Try it »
Write out each entry again. Keep every word exactly as it is.

Records for the exercise »
========
use std::path::PathBuf;
use std::time::Duration;

use serde::{Deserialize, Serialize};

use crate::env::{ConfigError, EnvLookup, flag_or, parse_or};

const DEFAULT_WORKER_COUNT: usize = 4;
const DEFAULT_POLL_INTERVAL_MS: u64 = 1000;
const DEFAULT_IDLE_FACTOR: u32 = 10;
const DEFAULT_JOB_POLL_INTERVAL_MS: u64 = 2000;
const DEFAULT_DISPATCH_DEADLINE_SECS: u64 = 48 * 60 * 60;
const DEFAULT_SANDBOX_RETENTION_SECS: u64 = 24 * 60 * 60;

/// Tuning for the Manager and its Worker pool.
#[derive(Debug, Clone, PartialEq, Serialize, Deserialize)]
#[serde(default)]
pub struct FleetConfig {
  /// Number of Worker slots.
  pub worker_count: usize,
  /// Manager control loop interval.
  pub poll_interval_ms: u64,
  /// Idle maintenance runs every `idle_factor * poll_interval_ms`.
  pub idle_factor: u32,
  /// How often a Worker polls the state of its batch job.
  pub job_poll_interval_ms: u64,
  /// A Worker that has not reported within this window is presumed dead.
  pub dispatch_deadline_secs: u64,
  /// Directory under which per-component sandboxes are created.
  pub sandbox_root: PathBuf,
  /// Finished sandboxes older than this are garbage collected.
  pub sandbox_retention_secs: u64,
  /// Keep sandboxes of failed components for inspection.
  pub keep_failed_sandboxes: bool,
}

impl Default for FleetConfig {
  fn default() -> Self {
    Self {
      worker_count: DEFAULT_WORKER_COUNT,
      poll_interval_ms: DEFAULT_POLL_INTERVAL_MS,
      idle_factor: DEFAULT_IDLE_FACTOR,
      job_poll_interval_ms: DEFAULT_JOB_POLL_INTERVAL_MS,
      dispatch_deadline_secs: DEFAULT_DISPATCH_DEADLINE_SECS,
      sandbox_root: default_sandbox_root(),
      sandbox_retention_secs: DEFAULT_SANDBOX_RETENTION_SECS,
      keep_failed_sandboxes: true,
    }
  }
}

impl FleetConfig {
  pub(crate) fn from_lookup(lookup: &dyn EnvLookup) -> Result<Self, ConfigError> {
    let defaults = Self::default();

    let worker_count: usize = parse_or(lookup, "SLUICE_WORKER_COUNT", defaults.worker_count)?;
    if worker_count == 0 {
      return Err(ConfigError::Invalid {
        key: "SLUICE_WORKER_COUNT".to_string(),
        value: "0".to_string(),
        message: "at least one worker slot is required".to_string(),
      });
    }

    Ok(Self {
      worker_count,
      poll_interval_ms: parse_or(lookup, "SLUICE_POLL_INTERVAL_MS", defaults.poll_interval_ms)?,
      idle_factor: parse_or(lookup, "SLUICE_IDLE_FACTOR", defaults.idle_factor)?,
      job_poll_interval_ms: parse_or(
        lookup,
        "SLUICE_JOB_POLL_INTERVAL_MS",
        defaults.job_poll_interval_ms,
      )?,
      dispatch_deadline_secs: parse_or(
        lookup,
        "SLUICE_DISPATCH_DEADLINE_SECS",
        defaults.dispatch_deadline_secs,
      )?,
      sandbox_root: lookup
        .get("SLUICE_SANDBOX_ROOT")
        .map(PathBuf::from)
        .unwrap_or(defaults.sandbox_root),
      sandbox_retention_secs: parse_or(
        lookup,
        "SLUICE_SANDBOX_RETENTION_SECS",
        defaults.sandbox_retention_secs,
      )?,
      keep_failed_sandboxes: flag_or(
        lookup,
        "SLUICE_KEEP_FAILED_SANDBOXES",
        defaults.keep_failed_sandboxes,
      )?,
    })
  }

  pub fn poll_interval(&self) -> Duration {
    Duration::from_millis(self.poll_interval_ms.max(1))
  }

  pub fn job_poll_interval(&self) -> Duration {
    Duration::from_millis(self.job_poll_interval_ms.max(1))
  }

  pub fn dispatch_deadline(&self) -> Duration {
    Duration::from_secs(self.dispatch_deadline_secs)
  }

  pub fn sandbox_retention(&self) -> Duration {
    Duration::from_secs(self.sandbox_retention_secs)
  }
}

fn default_sandbox_root() -> PathBuf {
  dirs::data_local_dir()
    .unwrap_or_else(std::env::temp_dir)
    .join("sluice")
    .join("sandboxes")
}

#[cfg(test)]
mod tests {
  use super::*;
  use std::collections::HashMap;

  #[test]
  fn test_zero_workers_rejected() {
    let vars = HashMap::from([("SLUICE_WORKER_COUNT".to_string(), "0".to_string())]);
    assert!(FleetConfig::from_lookup(&vars).is_err());
  }
}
========
Response box »
use std::path::PathBuf;
use std::time::Duration;

use serde::{Deserialize, Serialize};

use crate::env::{ConfigError, EnvLookup, flag_or, parse_or};

const DEFAULT_WORKER_COUNT: usize = 4;
const DEFAULT_POLL_INTERVAL_MS: u64 = 1000;
const DEFAULT_IDLE_FACTOR: u32 = 10;
const DEFAULT_JOB_POLL_INTERVAL_MS: u64 = 2000;
const DEFAULT_DISPATCH_DEADLINE_SECS: u64 = 48 * 60 * 60;
const DEFAULT_SANDBOX_RETENTION_SECS: u64 = 24 * 60 * 60;

/// Tuning for the Manager and its Worker pool.
#[derive(Debug, Clone, PartialEq, Serialize, Deserialize)]
#[serde(default)]
pub struct FleetConfig {
  /// Number of Worker slots.
  pub worker_count: usize,
  /// Manager control loop interval.
  pub poll_interval_ms: u64,
  /// Idle maintenance runs every `idle_factor * poll_interval_ms`.
  pub idle_factor: u32,
  /// How often a Worker polls the state of its batch job.
  pub job_poll_interval_ms: u64,
  /// A Worker that has not reported within this window is presumed dead.
  pub dispatch_deadline_secs: u64,
  /// Directory under which per-component sandboxes are created.
  pub sandbox_root: PathBuf,
  /// Finished sandboxes older than this are garbage collected.
  pub sandbox_retention_secs: u64,
  /// Keep sandboxes of failed components for inspection.
  pub keep_failed_sandboxes: bool,
}

impl Default for FleetConfig {
  fn default() -> Self {
    Self {
      worker_count: DEFAULT_WORKER_COUNT,
      poll_interval_ms: DEFAULT_POLL_INTERVAL_MS,
      idle_factor: DEFAULT_IDLE_FACTOR,
      job_poll_interval_ms: DEFAULT_JOB_POLL_INTERVAL_MS,
      dispatch_deadline_secs: DEFAULT_DISPATCH_DEADLINE_SECS,
      sandbox_root: default_sandbox_root(),
      sandbox_retention_secs: DEFAULT_SANDBOX_RETENTION_SECS,
      keep_failed_sandboxes: true,
    }
  }
}

impl FleetConfig {
  pub(crate) fn from_lookup(lookup: &dyn EnvLookup) -> Result<Self, ConfigError> {
    let defaults = Self::default();

    let worker_count: usize = parse_or(lookup, "SLUICE_WORKER_COUNT", defaults.worker_count)?;
    if worker_count == 0 {
      return Err(ConfigError::Invalid {
        key: "SLUICE_WORKER_COUNT".to_string(),
        value: "0".to_string(),
        message: "at least one worker slot is required".to_string(),
      });
    }

    Ok(Self {
      worker_count,
      poll_interval_ms: parse_or(lookup, "SLUICE_POLL_INTERVAL_MS", defaults.poll_interval_ms)?,
      idle_factor: parse_or(lookup, "SLUICE_IDLE_FACTOR", defaults.idle_factor)?,
      job_poll_interval_ms: parse_or(
        lookup,
        "SLUICE_JOB_POLL_INTERVAL_MS",
        defaults.job_poll_interval_ms,
      )?,
      dispatch_deadline_secs: parse_or(
        lookup,
        "SLUICE_DISPATCH_DEADLINE_SECS",
        defaults.dispatch_deadline_secs,
      )?,
      sandbox_root: lookup
        .get("SLUICE_SANDBOX_ROOT")
        .map(PathBuf::from)
        .unwrap_or(defaults.sandbox_root),
      sandbox_retention_secs: parse_or(
        lookup,
        "SLUICE_SANDBOX_RETENTION_SECS",
        defaults.sandbox_retention_secs,
      )?,
      keep_failed_sandboxes: flag_or(
        lookup,
        "SLUICE_KEEP_FAILED_SANDBOXES",
        defaults.keep_failed_sandboxes,
      )?,
    })
  }

  pub fn poll_interval(&self) -> Duration {
    Duration::from_millis(self.poll_interval_ms.max(1))
  }

  pub fn job_poll_interval(&self) -> Duration {
    Duration::from_millis(self.job_poll_interval_ms.max(1))
  }

  pub fn dispatch_deadline(&self) -> Duration {
    Duration::from_secs(self.dispatch_deadline_secs)
  }

  pub fn sandbox_retention(&self) -> Duration {
    Duration::from_secs(self.sandbox_retention_secs)
  }
}

fn default_sandbox_root() -> PathBuf {
  dirs::data_local_dir()
    .unwrap_or_else(std::env::temp_dir)
    .join("sluice")
    .join("sandboxes")
}

#[cfg(test)]
mod tests {
  use super::*;
  use std::collections::HashMap;

  #[test]
  fn test_zero_workers_rejected() {
    let vars = HashMap::from([("SLUICE_WORKER_COUNT".to_string(), "0".to_string())]);
    assert!(FleetConfig::from_lookup(&vars).is_err());
  }
}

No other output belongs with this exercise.